**Task goal**
Copy exactly, please, the lines of the data from its start through the line containing "shutter and can be".

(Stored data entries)
◆ ◆ ◆ ◆ ◆
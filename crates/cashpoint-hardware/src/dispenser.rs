//! Dispenser/recycler driver.
//!
//! The dispenser is command-driven rather than notification-driven: the
//! host asks for notes and the device answers with what actually moved.
//! The driver owns the bring-up choreography (licence, residual-cash
//! purge, mechanism reset, cassette programming) and the per-batch
//! dispense cycle. Recycler-class devices add the present/retract step:
//! fed notes are offered to the customer behind the shutter, and cash
//! not taken within the present window is pulled back in before the
//! call resolves.
//!
//! Mechanical rejects never fail a dispense: a cassette that jams mid
//! batch still produces an outcome with `rejected > 0` for that
//! denomination. Only the serial link failing is an error.

use crate::error::{DeviceError, Result};
use crate::traits::NoteDispenser;
use bytes::Bytes;
use cashpoint_core::constants::{MAX_CASSETTES, MECHANICAL_TIMEOUT_MS, PRESENT_WINDOW_MS};
use cashpoint_core::{Batch, DispenseOutcome};
use cashpoint_protocol::{CommandCode, TransportError, TransportHandle};
use serde::{Deserialize, Serialize};
use std::time::Duration;
use tracing::{debug, info, warn};

/// Status flag bits reported by the dispenser.
mod status_flag {
    /// Cash left in the shutter from a prior abnormal stop.
    pub const RESIDUAL_SHUTTER: u8 = 0b0000_0001;

    /// Cash left in the transport path / internal stacker.
    pub const RESIDUAL_STACKER: u8 = 0b0000_0010;

    /// Shutter failed to close.
    pub const SHUTTER_OPEN: u8 = 0b0000_0100;
}

/// Whether the unit can only pay out or also recycle deposited notes.
#[derive(Debug, Clone, Copy, PartialEq, Eq, Serialize, Deserialize)]
#[serde(rename_all = "snake_case")]
pub enum DeviceClass {
    /// Pay-out only; notes drop straight to the delivery tray.
    Dispenser,

    /// Recycler: notes are presented behind a shutter and can be
    /// retracted if the customer walks away.
    Recycler,
}

/// One physical cassette and the denomination loaded into it.
#[derive(Debug, Clone, Copy, PartialEq, Eq, Serialize, Deserialize)]
pub struct Cassette {
    /// Hardware cassette index.
    pub index: u8,

    /// Face value of the notes loaded, in minor units.
    pub denomination: u64,
}

/// The cassette-to-denomination mapping programmed at initialize.
#[derive(Debug, Clone, PartialEq, Eq, Serialize, Deserialize)]
pub struct CassetteLayout {
    cassettes: Vec<Cassette>,
}

impl CassetteLayout {
    /// Build a layout with validation.
    ///
    /// # Errors
    ///
    /// Rejects empty layouts, more cassettes than the hardware carries,
    /// duplicate cassette indexes, duplicate denominations, and zero
    /// face values.
    pub fn new(cassettes: Vec<Cassette>) -> Result<Self> {
        if cassettes.is_empty() {
            return Err(DeviceError::unsupported_layout("no cassettes configured"));
        }
        if cassettes.len() > MAX_CASSETTES {
            return Err(DeviceError::unsupported_layout(format!(
                "{} cassettes configured, device carries at most {MAX_CASSETTES}",
                cassettes.len()
            )));
        }
        for (i, cassette) in cassettes.iter().enumerate() {
            if cassette.denomination == 0 {
                return Err(DeviceError::unsupported_layout(format!(
                    "cassette {} has zero denomination",
                    cassette.index
                )));
            }
            for other in &cassettes[i + 1..] {
                if other.index == cassette.index {
                    return Err(DeviceError::unsupported_layout(format!(
                        "duplicate cassette index {}",
                        cassette.index
                    )));
                }
                if other.denomination == cassette.denomination {
                    return Err(DeviceError::unsupported_layout(format!(
                        "denomination {} loaded in two cassettes",
                        cassette.denomination
                    )));
                }
            }
        }
        Ok(Self { cassettes })
    }

    /// The cassettes in configured order.
    #[must_use]
    pub fn cassettes(&self) -> &[Cassette] {
        &self.cassettes
    }

    /// Find the cassette loaded with a denomination.
    #[must_use]
    pub fn cassette_for(&self, denomination: u64) -> Option<&Cassette> {
        self.cassettes
            .iter()
            .find(|c| c.denomination == denomination)
    }

    /// Find the denomination loaded in a cassette index.
    #[must_use]
    pub fn denomination_of(&self, index: u8) -> Option<u64> {
        self.cassettes
            .iter()
            .find(|c| c.index == index)
            .map(|c| c.denomination)
    }

    /// Serialize to the `SetCassettes` wire payload: repeating
    /// `[index, face_value(u32 BE)]` records.
    #[must_use]
    pub fn to_wire(&self) -> Vec<u8> {
        let mut payload = Vec::with_capacity(self.cassettes.len() * 5);
        for cassette in &self.cassettes {
            payload.push(cassette.index);
            payload.extend_from_slice(&(cassette.denomination as u32).to_be_bytes());
        }
        payload
    }
}

/// Decoded dispenser status flags.
#[derive(Debug, Clone, Copy, PartialEq, Eq)]
pub struct DispenserStatus {
    flags: u8,
}

impl DispenserStatus {
    /// Wrap a raw flag byte.
    #[must_use]
    pub fn from_flags(flags: u8) -> Self {
        Self { flags }
    }

    /// Cash left in the shutter.
    #[must_use]
    pub fn residual_in_shutter(&self) -> bool {
        self.flags & status_flag::RESIDUAL_SHUTTER != 0
    }

    /// Cash left in the transport path or internal stacker.
    #[must_use]
    pub fn residual_in_stacker(&self) -> bool {
        self.flags & status_flag::RESIDUAL_STACKER != 0
    }

    /// Shutter stuck open.
    #[must_use]
    pub fn shutter_open(&self) -> bool {
        self.flags & status_flag::SHUTTER_OPEN != 0
    }

    /// Any residual cash anywhere in the mechanism.
    #[must_use]
    pub fn has_residual_cash(&self) -> bool {
        self.residual_in_shutter() || self.residual_in_stacker()
    }
}

/// Dispenser/recycler driver over a framed transport.
pub struct Dispenser {
    transport: TransportHandle,
    class: DeviceClass,
    layout: Option<CassetteLayout>,
    mechanical_timeout: Duration,
    present_window: Duration,
}

impl Dispenser {
    /// Create a driver over an open transport. No hardware command is
    /// sent until [`NoteDispenser::initialize`].
    #[must_use]
    pub fn new(transport: TransportHandle, class: DeviceClass) -> Self {
        Self {
            transport,
            class,
            layout: None,
            mechanical_timeout: Duration::from_millis(MECHANICAL_TIMEOUT_MS),
            present_window: Duration::from_millis(PRESENT_WINDOW_MS),
        }
    }

    /// Device class.
    #[must_use]
    pub fn class(&self) -> DeviceClass {
        self.class
    }

    /// The programmed layout, once initialized.
    #[must_use]
    pub fn layout(&self) -> Option<&CassetteLayout> {
        self.layout.as_ref()
    }

    fn layout_or_err(&self) -> Result<&CassetteLayout> {
        self.layout.as_ref().ok_or(DeviceError::NotInitialized)
    }

    /// Send a command with the reference single retry on NAK.
    async fn command(&self, command: CommandCode, parameter: u8, payload: &[u8]) -> Result<Bytes> {
        match self.transport.send_command(command, parameter, payload).await {
            Err(TransportError::Nak) => {
                warn!(%command, "NAK on command, retrying once");
                Ok(self.transport.send_command(command, parameter, payload).await?)
            }
            other => Ok(other?),
        }
    }

    /// Like [`command`](Self::command) with the mechanical deadline for
    /// operations that physically move notes.
    async fn mechanical_command(
        &self,
        command: CommandCode,
        parameter: u8,
        payload: &[u8],
    ) -> Result<Bytes> {
        let deadline = self.mechanical_timeout;
        match self
            .transport
            .send_command_with_deadline(command, parameter, payload, deadline)
            .await
        {
            Err(TransportError::Nak) => {
                warn!(%command, "NAK on command, retrying once");
                Ok(self
                    .transport
                    .send_command_with_deadline(command, parameter, payload, deadline)
                    .await?)
            }
            other => Ok(other?),
        }
    }

    /// Offer fed notes to the customer, retracting them if the present
    /// window expires. Returns `true` when the customer took the cash.
    async fn present_and_settle(&self) -> Result<bool> {
        let deadline = self.present_window + self.mechanical_timeout;
        let payload = self
            .transport
            .send_command_with_deadline(CommandCode::Present, 0x00, &[], deadline)
            .await?;

        let taken = payload.first().copied().unwrap_or(0) == 1;
        if !taken {
            warn!("present window expired, retracting cash");
            self.mechanical_command(CommandCode::Retract, 0x00, &[])
                .await?;
        }
        Ok(taken)
    }
}

impl NoteDispenser for Dispenser {
    async fn initialize(&mut self, layout: CassetteLayout, license: &str) -> Result<()> {
        if license.is_empty() {
            return Err(DeviceError::license("empty licence token"));
        }

        // Licence first; a unit refusing the token must not be touched
        // mechanically.
        match self
            .command(CommandCode::VerifyLicense, 0x00, license.as_bytes())
            .await
        {
            Ok(_) => {}
            Err(DeviceError::Transport(TransportError::Device { code, .. })) => {
                return Err(DeviceError::license(format!(
                    "device refused licence token (code {code:#06x})"
                )));
            }
            Err(other) => return Err(other),
        }

        // Cash from a prior abnormal stop is cleared before resetting.
        let status = self.status().await?;
        if status.has_residual_cash() {
            info!(
                shutter = status.residual_in_shutter(),
                stacker = status.residual_in_stacker(),
                "residual cash found, purging before reset"
            );
            self.purge().await?;
        }

        self.mechanical_command(CommandCode::Reset, 0x00, &[])
            .await?;

        // Program the cassette table and verify the echo byte-for-byte.
        let wire = layout.to_wire();
        let echo = self
            .command(CommandCode::SetCassettes, 0x00, &wire)
            .await?;
        if echo.as_ref() != wire.as_slice() {
            return Err(DeviceError::protocol(
                "cassette layout echo does not match programmed table",
            ));
        }

        info!(
            cassettes = layout.cassettes().len(),
            class = ?self.class,
            "dispenser initialized"
        );
        self.layout = Some(layout);
        Ok(())
    }

    async fn dispense(&mut self, batch: &Batch) -> Result<DispenseOutcome> {
        let layout = self.layout_or_err()?;

        // Per-cassette request pairs, in layout order.
        let mut request = Vec::with_capacity(batch.plan().denomination_count() * 2);
        for (face, count) in batch.plan().iter() {
            let cassette = layout.cassette_for(face).ok_or_else(|| {
                DeviceError::unsupported_layout(format!(
                    "no cassette loaded with denomination {face}"
                ))
            })?;
            let count = u8::try_from(count).map_err(|_| {
                DeviceError::protocol(format!("batch count {count} exceeds a single operation"))
            })?;
            request.push(cassette.index);
            request.push(count);
        }

        debug!(notes = batch.note_count(), "dispensing batch");
        let payload = self
            .mechanical_command(CommandCode::Dispense, 0x00, &request)
            .await?;

        // Response: repeating [index, dispensed, rejected] triplets.
        if payload.len() % 3 != 0 {
            return Err(DeviceError::protocol(format!(
                "dispense result has invalid length {}",
                payload.len()
            )));
        }

        let layout = self.layout_or_err()?;
        let mut outcome = DispenseOutcome::new();
        for triplet in payload.chunks_exact(3) {
            let face = layout.denomination_of(triplet[0]).ok_or_else(|| {
                DeviceError::protocol(format!("result names unknown cassette {}", triplet[0]))
            })?;
            outcome.record(face, u32::from(triplet[1]), u32::from(triplet[2]));
        }

        if outcome.rejected_count() > 0 {
            warn!(
                rejected = outcome.rejected_count(),
                "mechanical rejects during batch"
            );
        }

        // Recyclers hold the notes behind the shutter until taken or the
        // window expires; untaken cash ends in the retract bin and must
        // not be settled as delivered.
        if self.class == DeviceClass::Recycler && outcome.dispensed_value() > 0 {
            let taken = self.present_and_settle().await?;
            if !taken {
                let mut retracted = DispenseOutcome::new();
                for (face, movement) in outcome.iter() {
                    retracted.record(face, 0, movement.dispensed + movement.rejected);
                }
                return Ok(retracted);
            }
        }

        Ok(outcome)
    }

    async fn status(&mut self) -> Result<DispenserStatus> {
        let payload = self.command(CommandCode::Status, 0x00, &[]).await?;
        let flags = *payload
            .first()
            .ok_or_else(|| DeviceError::protocol("empty status payload"))?;
        Ok(DispenserStatus::from_flags(flags))
    }

    async fn purge(&mut self) -> Result<()> {
        self.mechanical_command(CommandCode::Purge, 0x00, &[])
            .await?;
        Ok(())
    }
}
◆ ◆ ◆ ◆ ◆
**Response box**
filename crates/cashpoint-hardware/src/dispenser.rs
//! Dispenser/recycler driver.
//!
//! The dispenser is command-driven rather than notification-driven: the
//! host asks for notes and the device answers with what actually moved.
//! The driver owns the bring-up choreography (licence, residual-cash
//! purge, mechanism reset, cassette programming) and the per-batch
//! dispense cycle. Recycler-class devices add the present/retract step:
//! fed notes are offered to the customer behind the shutter, and cash
//! not taken within the present window is pulled back in before the
//! call resolves.
//!
//! Mechanical rejects never fail a dispense: a cassette that jams mid
//! batch still produces an outcome with `rejected > 0` for that
//! denomination. Only the serial link failing is an error.

use crate::error::{DeviceError, Result};
use crate::traits::NoteDispenser;
use bytes::Bytes;
use cashpoint_core::constants::{MAX_CASSETTES, MECHANICAL_TIMEOUT_MS, PRESENT_WINDOW_MS};
use cashpoint_core::{Batch, DispenseOutcome};
use cashpoint_protocol::{CommandCode, TransportError, TransportHandle};
use serde::{Deserialize, Serialize};
use std::time::Duration;
use tracing::{debug, info, warn};

/// Status flag bits reported by the dispenser.
mod status_flag {
    /// Cash left in the shutter from a prior abnormal stop.
    pub const RESIDUAL_SHUTTER: u8 = 0b0000_0001;

    /// Cash left in the transport path / internal stacker.
    pub const RESIDUAL_STACKER: u8 = 0b0000_0010;

    /// Shutter failed to close.
    pub const SHUTTER_OPEN: u8 = 0b0000_0100;
}

/// Whether the unit can only pay out or also recycle deposited notes.
#[derive(Debug, Clone, Copy, PartialEq, Eq, Serialize, Deserialize)]
#[serde(rename_all = "snake_case")]
pub enum DeviceClass {
    /// Pay-out only; notes drop straight to the delivery tray.
    Dispenser,

    /// Recycler: notes are presented behind a shutter and can be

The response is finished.